Posts Tagged Diet

Tom Hafey

Tom Hafey is dead. He was 82 years old and died of a brain tumour. For those not in the know, Tom Hafey was the four time premiership coach of the Richmond Football Club. But that is not what disturbs me. What disturbs me is that he was also a fitness fanatic. He rose every day at 5.20 am went for an 8 km run, followed by 250 push-ups and a swim in the bay. When he got home he did 700 crunches. Despite all this his lifespan was only marginally above the Australian average.

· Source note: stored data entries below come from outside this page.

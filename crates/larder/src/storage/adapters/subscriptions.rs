//! Notification subscription adapter.

use std::sync::Arc;

use chrono::{DateTime, Utc};

use larder_core::resource::{PartitionKey, ResourceKind, SubscriptionInput, SubscriptionRecord};
use larder_core::storage::{RepositoryError, Result};

use crate::storage::adapter::ResourceAdapter;
use crate::storage::repository::Repository;
use crate::storage::store::StoreClient;

pub struct SubscriptionAdapter;

pub fn repository(store: Arc<dyn StoreClient>) -> Repository<SubscriptionAdapter> {
    Repository::new(store, SubscriptionAdapter)
}

impl ResourceAdapter for SubscriptionAdapter {
    type Record = SubscriptionRecord;
    type Input = SubscriptionInput;

    fn kind(&self) -> ResourceKind {
        ResourceKind::Subscription
    }

    fn on_create(
        &self,
        input: SubscriptionInput,
        now: DateTime<Utc>,
        account_id: &str,
        item_id: &str,
    ) -> Result<SubscriptionRecord> {
        let endpoint = input
            .endpoint
            .ok_or_else(|| RepositoryError::invalid_input("subscription endpoint is required"))?;
        let protocol = input
            .protocol
            .ok_or_else(|| RepositoryError::invalid_input("subscription protocol is required"))?;
        Ok(SubscriptionRecord {
            pk: PartitionKey::new(account_id, self.kind()).encode(),
            sk: item_id.to_string(),
            endpoint,
            protocol,
            subscriber_arn: input.subscriber_arn,
            create_time: now,
            update_time: now,
        })
    }
}

#[cfg(test)]
mod tests {
    use super::*;

    #[test]
    fn test_create_requires_endpoint() {
        let err = SubscriptionAdapter
            .on_create(
                SubscriptionInput {
                    protocol: Some("email".to_string()),
                    ..Default::default()
                },
                Utc::now(),
                "acct",
                "sub-1",
            )
            .unwrap_err();
        assert!(matches!(err, RepositoryError::InvalidInput(_)));
    }
}
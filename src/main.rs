//! Service entry point: config → logging → database → pipeline wiring →
//! HTTP trigger surface.

use std::sync::Arc;

use anyhow::{Context, Result};
use tracing::info;

use catalog_sync::api::{create_router, AppState};
use catalog_sync::application::{CatalogReconciler, RunLockRegistry, SyncOrchestrator};
use catalog_sync::infrastructure::{
    apply_env_overrides, init_logging_with_config, ConfigManager, DatabaseConnection,
    SqliteCatalogRepository, VendorClient,
};

#[tokio::main]
async fn main() -> Result<()> {
    let manager = ConfigManager::new()?;
    let mut config = manager.initialize_on_first_run().await?;
    apply_env_overrides(&mut config);

    init_logging_with_config(&config.logging)?;
    info!("starting catalog-sync service");

    let db = DatabaseConnection::with_max_connections(
        &config.database.url,
        config.database.max_connections,
    )
    .await?;
    db.migrate().await?;

    let repo = Arc::new(SqliteCatalogRepository::new(db.pool().clone()));
    let fetcher = Arc::new(VendorClient::new(&config.vendor, &config.sync)?);
    let orchestrator = Arc::new(SyncOrchestrator::new(
        fetcher,
        CatalogReconciler::new(repo.clone()),
        repo.clone(),
        RunLockRegistry::new(),
    ));

    let state = AppState {
        orchestrator,
        source: config.sync.source.clone(),
        pool: db.pool().clone(),
    };
    let router = create_router(state);

    let addr = format!("{}:{}", config.server.host, config.server.port);
    let listener = tokio::net::TcpListener::bind(&addr)
        .await
        .with_context(|| format!("Failed to bind {addr}"))?;
    info!(%addr, "listening for sync triggers");

    axum::serve(listener, router)
        .with_graceful_shutdown(shutdown_signal())
        .await
        .context("HTTP server error")?;

    info!("catalog-sync service stopped");
    Ok(())
}

async fn shutdown_signal() {
    if let Err(err) = tokio::signal::ctrl_c().await {
        tracing::warn!(%err, "failed to install ctrl-c handler");
    }
}
//! Application layer: the sync pipeline services.
//!
//! `normalizer` turns raw vendor JSON into canonical variant records,
//! `category_resolver` and `reconciler` persist them through the repository
//! traits, and `orchestrator` sequences a full run.

pub mod category_resolver;
pub mod normalizer;
pub mod orchestrator;
pub mod reconciler;

pub use category_resolver::CategoryResolver;
pub use normalizer::{normalize, normalize_batch, NormalizedItem};
pub use orchestrator::{ProductFetcher, RunLockRegistry, SyncOrchestrator};
pub use reconciler::CatalogReconciler;
//! Logging system configuration and initialization.
//!
//! Console output by default, optional non-blocking file output, optional
//! JSON formatting. `RUST_LOG` overrides the configured level and module
//! filters entirely.

use anyhow::{Context, Result};
use lazy_static::lazy_static;
use std::sync::Mutex;
use tracing_subscriber::layer::SubscriberExt;
use tracing_subscriber::util::SubscriberInitExt;
use tracing_subscriber::{fmt, EnvFilter, Layer, Registry};

pub use crate::infrastructure::config::LoggingConfig;

lazy_static! {
    // File writer guards must outlive the subscriber or buffered lines are
    // dropped at shutdown.
    static ref LOG_GUARDS: Mutex<Vec<tracing_appender::non_blocking::WorkerGuard>> =
        Mutex::new(Vec::new());
}

/// Initialize the logging system with default configuration.
pub fn init_logging() -> Result<()> {
    init_logging_with_config(&LoggingConfig::default())
}

/// Initialize tracing from `LoggingConfig`.
pub fn init_logging_with_config(config: &LoggingConfig) -> Result<()> {
    let filter = build_env_filter(config)?;

    let mut layers: Vec<Box<dyn Layer<Registry> + Send + Sync>> = vec![filter.boxed()];

    if config.console_output {
        if config.json_format {
            layers.push(fmt::layer().json().boxed());
        } else {
            layers.push(fmt::layer().boxed());
        }
    }

    if config.file_output {
        let log_dir = config
            .file_dir
            .clone()
            .unwrap_or_else(|| std::path::PathBuf::from("logs"));
        std::fs::create_dir_all(&log_dir)
            .with_context(|| format!("Failed to create log directory {log_dir:?}"))?;

        let appender = tracing_appender::rolling::daily(&log_dir, "catalog-sync.log");
        let (writer, guard) = tracing_appender::non_blocking(appender);
        LOG_GUARDS
            .lock()
            .unwrap_or_else(|e| e.into_inner())
            .push(guard);

        if config.json_format {
            layers.push(fmt::layer().json().with_ansi(false).with_writer(writer).boxed());
        } else {
            layers.push(fmt::layer().with_ansi(false).with_writer(writer).boxed());
        }
    }

    tracing_subscriber::registry()
        .with(layers)
        .try_init()
        .context("Failed to initialize tracing subscriber")?;

    Ok(())
}

/// `RUST_LOG` wins; otherwise compose the configured level with per-module
/// directives so noisy dependencies stay quiet at info level.
fn build_env_filter(config: &LoggingConfig) -> Result<EnvFilter> {
    if let Ok(filter) = EnvFilter::try_from_default_env() {
        return Ok(filter);
    }

    let mut directives = vec![config.level.clone()];
    for (module, level) in &config.module_filters {
        directives.push(format!("{module}={level}"));
    }

    EnvFilter::try_new(directives.join(","))
        .with_context(|| format!("Invalid log filter built from level '{}'", config.level))
}
//! Repository traits for catalog persistence.
//!
//! The reconciler, category resolver, and orchestrator are written against
//! these traits; the sqlx implementation lives in the infrastructure layer
//! and tests exercise the same traits over an in-memory database.

use async_trait::async_trait;
use chrono::{DateTime, Utc};

use crate::domain::catalog::{CategoryUpsert, ProductRow, ProductUpsert, VariantRow, VariantUpsert};
use crate::domain::errors::StoreError;

/// Write/read access to the catalog graph (categories, products, variants,
/// gallery images). Every upsert is a single conflict-resolution statement,
/// never read-then-write, so concurrent writers cannot lose updates.
#[async_trait]
pub trait CatalogRepository: Send + Sync {
    /// Insert-or-update a category by slug, returning its id. The display
    /// name and parent pointer refresh on conflict; the slug is durable.
    async fn upsert_category(&self, upsert: &CategoryUpsert) -> Result<i64, StoreError>;

    /// Insert-or-update a product by slug, returning its id. Conflict rules:
    /// name refreshes, thumbnail only fills NULL, description only fills
    /// empty, `full_description` is never written.
    async fn upsert_product(&self, upsert: &ProductUpsert) -> Result<i64, StoreError>;

    /// Idempotent product↔category link; a duplicate link is a no-op.
    async fn link_category(&self, product_id: i64, category_id: i64) -> Result<(), StoreError>;

    /// Remove every link of `product_id` except the one to `category_id`.
    /// Used to re-link a product whose vendor category changed.
    async fn unlink_other_categories(
        &self,
        product_id: i64,
        category_id: i64,
    ) -> Result<u64, StoreError>;

    /// Insert-or-update a variant by vendor item id, returning its internal
    /// id. On conflict only price, stock, and the timestamp refresh.
    async fn upsert_variant(&self, upsert: &VariantUpsert) -> Result<i64, StoreError>;

    /// Delete a variant and its gallery images.
    async fn delete_variant(&self, variant_id: i64) -> Result<(), StoreError>;

    /// Persisted gallery URLs for a variant, in sort order.
    async fn gallery_urls(&self, variant_id: i64) -> Result<Vec<String>, StoreError>;

    async fn insert_gallery_image(
        &self,
        product_id: i64,
        variant_id: i64,
        image_url: &str,
        sort_order: i64,
    ) -> Result<(), StoreError>;

    async fn delete_gallery_image(
        &self,
        variant_id: i64,
        image_url: &str,
    ) -> Result<(), StoreError>;

    async fn product_by_slug(&self, slug: &str) -> Result<Option<ProductRow>, StoreError>;

    async fn variants_for_product(&self, product_id: i64) -> Result<Vec<VariantRow>, StoreError>;
}

/// Last-successful-sync bookkeeping, one row per vendor source.
#[async_trait]
pub trait CheckpointRepository: Send + Sync {
    /// `None` means no successful run yet, i.e. the next fetch is full.
    async fn last_sync(&self, source: &str) -> Result<Option<DateTime<Utc>>, StoreError>;

    /// Overwrite the checkpoint for `source`. Called only after a fully
    /// successful reconciliation pass.
    async fn record_success(&self, source: &str, at: DateTime<Utc>) -> Result<(), StoreError>;
}
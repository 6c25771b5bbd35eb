//! Operator-facing HTTP surface.
//!
//! One trigger endpoint that starts a sync run in the background and answers
//! immediately, plus a health check. Run outcomes are observable through
//! logs and the checkpoint table, not through the triggering response.

use std::sync::Arc;

use axum::extract::State;
use axum::http::StatusCode;
use axum::response::IntoResponse;
use axum::routing::{get, post};
use axum::{Json, Router};
use serde::Serialize;
use sqlx::SqlitePool;
use tracing::{error, info};

use crate::application::orchestrator::SyncOrchestrator;

#[derive(Clone)]
pub struct AppState {
    pub orchestrator: Arc<SyncOrchestrator>,
    pub source: String,
    pub pool: SqlitePool,
}

#[derive(Debug, Serialize)]
pub struct ApiResponse {
    pub success: bool,
    pub message: String,
}

pub fn create_router(state: AppState) -> Router {
    Router::new()
        .route("/health", get(health_handler))
        .route("/admin/sync", post(trigger_sync_handler))
        .with_state(state)
}

/// Fire-and-forget sync trigger. 202 when a run was spawned, 409 when a run
/// for this source is already in flight.
async fn trigger_sync_handler(State(state): State<AppState>) -> impl IntoResponse {
    if state.orchestrator.locks().is_running(&state.source) {
        return (
            StatusCode::CONFLICT,
            Json(ApiResponse {
                success: false,
                message: format!("sync already in progress for '{}'", state.source),
            }),
        );
    }

    let orchestrator = Arc::clone(&state.orchestrator);
    let source = state.source.clone();
    tokio::spawn(async move {
        match orchestrator.run(&source).await {
            Ok(report) => info!(
                run_id = %report.run_id,
                duration_ms = report.duration_ms(),
                "triggered sync run finished"
            ),
            Err(err) => error!(%err, "triggered sync run failed"),
        }
    });

    (
        StatusCode::ACCEPTED,
        Json(ApiResponse {
            success: true,
            message: "sync started".to_string(),
        }),
    )
}

async fn health_handler(State(state): State<AppState>) -> impl IntoResponse {
    match sqlx::query("SELECT 1").execute(&state.pool).await {
        Ok(_) => (
            StatusCode::OK,
            Json(ApiResponse {
                success: true,
                message: "ok".to_string(),
            }),
        ),
        Err(err) => (
            StatusCode::SERVICE_UNAVAILABLE,
            Json(ApiResponse {
                success: false,
                message: format!("database ping failed: {err}"),
            }),
        ),
    }
}
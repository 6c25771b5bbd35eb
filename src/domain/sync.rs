//! Sync run lifecycle types: phases, fetch output, reconciliation summary,
//! and the per-run report the orchestrator produces.

use chrono::{DateTime, Utc};
use serde::{Deserialize, Serialize};
use serde_json::Value;
use uuid::Uuid;

/// Phase of a sync run. Transitions are strictly forward except for the jump
/// to `Failed`, which is allowed from any phase.
#[derive(Debug, Clone, Copy, PartialEq, Eq, Serialize, Deserialize)]
pub enum SyncPhase {
    Idle,
    Fetching,
    Normalizing,
    Reconciling,
    Checkpointing,
    Failed,
}

impl std::fmt::Display for SyncPhase {
    fn fmt(&self, f: &mut std::fmt::Formatter<'_>) -> std::fmt::Result {
        let s = match self {
            Self::Idle => "idle",
            Self::Fetching => "fetching",
            Self::Normalizing => "normalizing",
            Self::Reconciling => "reconciling",
            Self::Checkpointing => "checkpointing",
            Self::Failed => "failed",
        };
        f.write_str(s)
    }
}

/// Everything the vendor client pulled in one run.
#[derive(Debug, Clone, Default)]
pub struct FetchOutcome {
    /// Raw items across all pages, in vendor order.
    pub items: Vec<Value>,
    pub pages_fetched: u32,
    /// Pages whose body shape was not recognized and counted as empty.
    pub unrecognized_pages: u32,
}

/// Per-reason skip counters accumulated while normalizing a batch.
#[derive(Debug, Clone, Copy, Default, PartialEq, Eq, Serialize, Deserialize)]
pub struct SkipCounts {
    pub not_an_object: u32,
    pub missing_external_id: u32,
}

impl SkipCounts {
    pub fn total(&self) -> u32 {
        self.not_an_object + self.missing_external_id
    }
}

/// Counters returned by a reconciliation pass.
#[derive(Debug, Clone, Copy, Default, PartialEq, Eq, Serialize, Deserialize)]
pub struct ReconcileSummary {
    pub products_touched: u32,
    pub products_failed: u32,
    pub variants_upserted: u32,
    pub variants_pruned: u32,
    pub images_added: u32,
    pub images_removed: u32,
}

impl ReconcileSummary {
    pub fn merge(&mut self, other: &ReconcileSummary) {
        self.products_touched += other.products_touched;
        self.products_failed += other.products_failed;
        self.variants_upserted += other.variants_upserted;
        self.variants_pruned += other.variants_pruned;
        self.images_added += other.images_added;
        self.images_removed += other.images_removed;
    }
}

/// Outcome of one orchestrated sync run.
#[derive(Debug, Clone, Serialize, Deserialize)]
pub struct SyncReport {
    pub run_id: Uuid,
    pub source: String,
    /// True when a checkpoint existed and the fetch was scoped to it.
    pub incremental: bool,
    pub started_at: DateTime<Utc>,
    pub finished_at: DateTime<Utc>,
    pub pages_fetched: u32,
    pub unrecognized_pages: u32,
    pub items_fetched: u32,
    pub skipped: SkipCounts,
    pub summary: ReconcileSummary,
}

impl SyncReport {
    pub fn duration_ms(&self) -> i64 {
        (self.finished_at - self.started_at).num_milliseconds()
    }
}
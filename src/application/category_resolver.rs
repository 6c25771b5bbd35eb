//! Category resolver: maps a vendor (category, subcategory) name pair onto
//! the two-level category hierarchy, upserting nodes by deterministic slug.

use std::sync::Arc;

use tracing::debug;

use crate::domain::catalog::{CategoryFields, CategoryUpsert};
use crate::domain::errors::StoreError;
use crate::domain::repositories::CatalogRepository;
use crate::domain::slug::category_slug;

pub struct CategoryResolver {
    repo: Arc<dyn CatalogRepository>,
}

impl CategoryResolver {
    pub fn new(repo: Arc<dyn CatalogRepository>) -> Self {
        Self { repo }
    }

    /// Upsert the hierarchy for an item's category fields and return the leaf
    /// category id: the subcategory when the vendor reported one, else the
    /// root. `None` when the item carries no vendor category id at all — an
    /// uncategorized product is a valid state.
    pub async fn resolve(&self, fields: &CategoryFields) -> Result<Option<i64>, StoreError> {
        let Some(category_id) = fields.category_id else {
            return Ok(None);
        };

        let root = self
            .repo
            .upsert_category(&CategoryUpsert {
                vendor_category_id: category_id,
                name: fields.category_name.clone(),
                slug: category_slug(fields.category_name.as_deref(), category_id),
                parent_id: None,
            })
            .await?;

        let leaf = match fields.subcategory_id {
            Some(sub_id) => {
                self.repo
                    .upsert_category(&CategoryUpsert {
                        vendor_category_id: sub_id,
                        name: fields.subcategory_name.clone(),
                        slug: category_slug(fields.subcategory_name.as_deref(), sub_id),
                        parent_id: Some(root),
                    })
                    .await?
            }
            None => root,
        };

        debug!(root, leaf, "resolved vendor category");
        Ok(Some(leaf))
    }
}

My mother also died when she was 82, also of a brain tumour. While she did not share Tom Hafey’s devotion to physical fitness she was obsessed with diet and nutrition, buying organic and consuming truckloads of vitamins, herbs and various other supplements. She finished up marginally below the average age for Australian women.

I realise that these are only two people and those statistics are the result of number crunching many thousands of lifespans. They do not represent hard and fast rules but probabilities. I am sure that for every fit person who dies prematurely there is a decrepit chain smoker that lived into his nineties.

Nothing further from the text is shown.